Cotool AI is Building the AI Operating System for Security Teams
- Karan Bhatia

- 2 hours ago
- 2 min read

Cotool AI, scaling defensive security with tokens, led by Max Pollard, Logan Carmody, Eddie Conk, and Josh Pachter, has announced a $7.4 Million Seed round, led by Andreessen Horowitz with participation from WndrCo and an exceptional group of angel investors.
Advances in AI are rapidly scaling cyber offense. Research from Anthropic revealed that a state-sponsored group used its model Claude to support cyber-intrusion operations such as reconnaissance, scripting, and planning.
Attacks now function like just-in-time software, models generate variations, probe systems, and iterate automatically, allowing small groups to run campaigns that once required large teams. As model capabilities improve, offensive operations increasingly scale with compute and tokens rather than headcount, while many defense teams remain limited to basic AI tools.
The cybersecurity industry’s initial response to the AI shift has largely involved adding large language models to existing security operations center workflows, such as chat interfaces on SIEM platforms and automated triage, while keeping the same human-tier structure. These changes offer incremental efficiency but leave the underlying model largely unchanged.
The situation resembles early factory electrification, when manufacturers replaced central steam engines with electric motors yet retained the same belt-driven layouts, limiting productivity gains. Only later, when power was distributed to individual machines and factory floors were redesigned around that model, did true transformation occur. Similarly, layering AI onto traditional SOC structures risks repeating the same limitation.
Cotool is building a “distributed factory” for cybersecurity, where AI agents handle detection and response across the entire security lifecycle.
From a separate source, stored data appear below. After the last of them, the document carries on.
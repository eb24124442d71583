use std::ops::Range;

use chumsky::error::Simple;
use chumsky::primitive::{any, choice, end, just};
use chumsky::text::{self, TextParser};
use chumsky::Parser;
use solver::game::{Game, GameBuilder, Player, VertexId};
use thiserror::Error;
use tracing::warn;

#[derive(Debug, Error, PartialEq, Eq)]
pub enum ParseError {
    #[error("the parity game is empty")]
    Empty,
    #[error("line {line}: malformed header, expected `<name> <max id>;`")]
    Header { line: usize },
    #[error("line {line}: cannot allocate a game with vertex ids up to {max_id}")]
    TooManyVertices { line: usize, max_id: usize },
    #[error("line {line}, column {column}: invalid {field}, found {found}")]
    Syntax { line: usize, column: usize, field: &'static str, found: String },
    #[error("line {line}: vertex {id} is out of range, the header declares ids up to {max_id}")]
    VertexOutOfRange { line: usize, id: usize, max_id: usize },
    #[error("line {line}: successor {id} is out of range, the header declares ids up to {max_id}")]
    SuccessorOutOfRange { line: usize, id: usize, max_id: usize },
    #[error("line {line}: vertex {id} is declared twice")]
    DuplicateVertex { line: usize, id: usize },
}

struct Row {
    id: usize,
    priority: usize,
    owner: Player,
    successors: Vec<usize>,
    name: Option<String>,
}

pub(crate) fn number() -> impl Parser<char, usize, Error = Simple<char>> + Clone {
    text::int::<_, Simple<char>>(10)
        .try_map(|n: String, span: Range<usize>| {
            n.parse::<usize>().map_err(|e| Simple::custom(span, format!("{e}")))
        })
        .padded()
}

fn header() -> impl Parser<char, usize, Error = Simple<char>> {
    text::ident::<_, Simple<char>>()
        .padded()
        .ignore_then(number())
        .then_ignore(just(';').or_not())
        .then_ignore(end())
}

fn row() -> impl Parser<char, Row, Error = Simple<char>> {
    // Owner 1 is even, 0 is odd.
    let owner = choice((just('0').to(Player::Odd), just('1').to(Player::Even))).padded();
    let successors = number().separated_by(just(',').padded()).at_least(1);
    let name = any().repeated().map(|name: Vec<char>| name.into_iter().collect::<String>());

    number()
        .labelled("vertex id")
        .then(number().labelled("priority"))
        .then(owner.labelled("owner"))
        .then(successors.labelled("successors"))
        .then(name)
        .then_ignore(end())
        .map(|((((id, priority), owner), successors), name)| Row {
            id,
            priority,
            owner,
            successors,
            name: display_name(&name),
        })
}

fn display_name(raw: &str) -> Option<String> {
    let name = raw.trim().trim_matches('"');
    (!name.is_empty()).then(|| name.to_string())
}

fn syntax_error(line: usize, errors: Vec<Simple<char>>) -> ParseError {
    let Some(e) = errors.into_iter().next() else {
        return ParseError::Syntax { line, column: 1, field: "row", found: "nothing".into() };
    };

    let found = match e.found() {
        Some(c) => format!("`{c}`"),
        None => "end of line".to_string(),
    };

    ParseError::Syntax { line, column: e.span().start + 1, field: e.label().unwrap_or("row"), found }
}

/// Reads a parity game: a `<name> <max id>;` header followed by one
/// `<id> <priority> <owner> <successors> ["name"];` row per vertex.
pub fn parse_parity_game(source: &str) -> Result<Game, ParseError> {
    let mut lines = source
        .lines()
        .enumerate()
        .map(|(i, line)| (i + 1, line.trim()))
        .filter(|(_, line)| !line.is_empty());

    let (line, header_line) = lines.next().ok_or(ParseError::Empty)?;
    let max_id = header().parse(header_line).map_err(|_| ParseError::Header { line })?;

    let vertex_count = max_id.checked_add(1).ok_or(ParseError::Header { line })?;
    let mut builder =
        GameBuilder::try_new(vertex_count).ok_or(ParseError::TooManyVertices { line, max_id })?;
    let mut declared = vec![false; vertex_count];

    for (line, source) in lines {
        // Only the last `;` ends the row, names may contain more.
        let source = source.strip_suffix(';').unwrap_or(source);
        let row = row().parse(source).map_err(|errors| syntax_error(line, errors))?;

        if row.id > max_id {
            return Err(ParseError::VertexOutOfRange { line, id: row.id, max_id });
        }
        if let Some(&id) = row.successors.iter().find(|&&id| id > max_id) {
            return Err(ParseError::SuccessorOutOfRange { line, id, max_id });
        }
        if std::mem::replace(&mut declared[row.id], true) {
            return Err(ParseError::DuplicateVertex { line, id: row.id });
        }

        let v = VertexId(row.id);
        builder.set_vertex(v, row.priority, row.owner, row.name);
        for w in row.successors {
            builder.add_edge(v, VertexId(w));
        }
    }

    for (id, _) in declared.iter().enumerate().filter(|(_, &is_declared)| !is_declared) {
        warn!(vertex = id, "vertex declared by the header has no row, using priority 0 and no successors");
    }

    Ok(builder.build())
}
use crate::game::{Game, VertexId};
use crate::spm::state::SpmState;

use super::{self_loops_first, Backtrack, LiftStrategy, Next};

/// [`Backtrack`] seeded with the odd self-loop vertices first. Such a vertex
/// is lifted repeatedly until it reaches top before moving on.
pub struct Combined<'a> {
    game: &'a Game,
    worklist: Backtrack<'a>,
    current: Option<VertexId>,
}

impl<'a> Combined<'a> {
    pub fn new(game: &'a Game) -> Self {
        let (order, _) = self_loops_first(game);
        Combined { game, worklist: Backtrack::with_order(game, order), current: None }
    }
}

impl LiftStrategy for Combined<'_> {
    fn next_vertex(&mut self, state: &mut SpmState) -> Next {
        if self.worklist.is_empty() {
            return Next::Exhausted;
        }

        if let Some(v) = self.current {
            if self.game.has_odd_self_loop(v) && !state.tuple(v).is_top() {
                return Next::Vertex(v);
            }
        }

        match self.worklist.pop() {
            Some(v) => {
                self.current = Some(v);
                Next::Vertex(v)
            }
            None => Next::Exhausted,
        }
    }

    fn was_lifted(&mut self, v: VertexId, state: &SpmState) {
        self.worklist.enqueue_predecessors(v, state);
    }
}
//! Small progress measures.
//!
//! Every vertex carries a [`ProgressTuple`] that only ever grows. Vertices are
//! lifted one at a time, in the order chosen by a [`LiftStrategy`], until no
//! lift changes anything. Odd wins exactly from the vertices that reached top.

mod lift;
mod solve;
mod state;
pub mod strategy;
mod tuple;


pub use lift::{lift, prog};
pub use solve::{solve, SolveOptions, Solution, Solver, Termination};
pub use state::SpmState;
pub use strategy::{ConfigError, LiftStrategy, Next, Strategy, StrategyKind, RANDOM_SEED};
pub use tuple::{Bounds, ProgressTuple};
Security teams deploy agents that continuously monitor systems, detect anomalies, and investigate incidents automatically. For example, when a suspicious alert occurs, a Response Agent can investigate logs, access history, and activity in seconds, work that typically takes analysts much longer.
Detection Agents sit on live log streams and look for unusual behaviors, such as abnormal data access or suspicious credential activity, using natural-language intent instead of static rules. They dynamically analyze real data, adapt over time, and surface the incidents that actually matter.
Because detection and response operate in the same system, insights from investigations continuously improve future detections, reducing false positives and strengthening security coverage.
Cotool is already in production with companies including Ramp and EliseAI, where its agents have completed 50,000+ runs across detection, triage, investigation, and response.
According to Antoinette Stevens, Head of Detection and Response at Ramp, the platform allows teams to onboard new log sources and create detection rules without causing alert fatigue for security analysts.
Cotool built and published its own benchmarks at research.cotool.ai to evaluate how AI models perform on defensive security tasks, since most existing benchmarks focus on offensive capabilities.
The goal is to identify which models and architectures perform best for tasks like triage and complex investigations, and make those findings publicly available.
Cotool raised a seed round backed by Andreessen Horowitz, Y Combinator, WndrCo, Homebrew, and angels from Okta, Ramp, Cloudflare, Amplitude, and Sumo Logic.
As AI models and attack tools rapidly improve, defending at human speed is no longer viable. Cotool aims to provide the infrastructure that enables security teams to defend at machine speed.